Words of hope from Lubna Mariam
Bangladesh is proud of its rich pool of patriotic cultural personalities. Take the case of danseuse Lubna Mariam who went to refugee camps and war zones during the Liberation War as a member of the 'Bangladesh Mukti Sangrami Shilpi Shangstha' -- a troupe of artistes. As a part of the group, Mariam managed to stir the patriotic sentiments of the freedom fighters. At the training camps, music provided a much-needed boost to the morale of the freedom fighters and Bengali refugees. Through her art, Mariam conveyed that the dream of a sovereign Bangladesh was within reach.
However the modest artiste shrugs off the credit for her role in the Liberation War. As she says, "I don't think my individual contribution was significant; we were part of a movement. This was the people's war. I firmly believe that our boys didn't receive their due in terms of recognition. We fail to recognise that people from all the villages and every nook and corner came forward to free the country in those troubled times. Their selfless sacrifice to a greater cause is certainly worth paying heed to. My father was a sector commander at the time and young boys with no arms or ammunition would approach him saying that their mothers had sent them to fight for the country."
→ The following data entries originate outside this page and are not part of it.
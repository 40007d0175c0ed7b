pub mod filter;
pub mod tree;

pub use filter::{
    selected_iso_doses, selected_structures, IsoDoseSelection, StructureSelection,
};
pub use tree::{Branch, LeafPayload, NodeId, SelectionTree, TreeCheckEvent};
However Mariam has her reservations about the current scene in Bangladesh. “We didn't want a country where people would be denied of their rights. Obnoxious power play and corruption have taken over. The leading political parties lack honest interest in serving the people; politicians use religion as a tool.”
However, not all is lost. Like many others of her ilk, Mariam has set up a cultural organisation called 'Shadhona.' Through 'Shadhona,' Mariam has made it her mission to give a boost to Bangladeshi culture.
“There is no vision in the cultural arena today; hardly anyone takes up the cause of preserving and promoting our cultural traditions,” she says, adding that there is a positive side as well. “Our beautiful country has great diversity. The people here are what we may term as 'Shonar Manush.' We have great potential which we should capitalise on.”
The writer is a freelance contributor.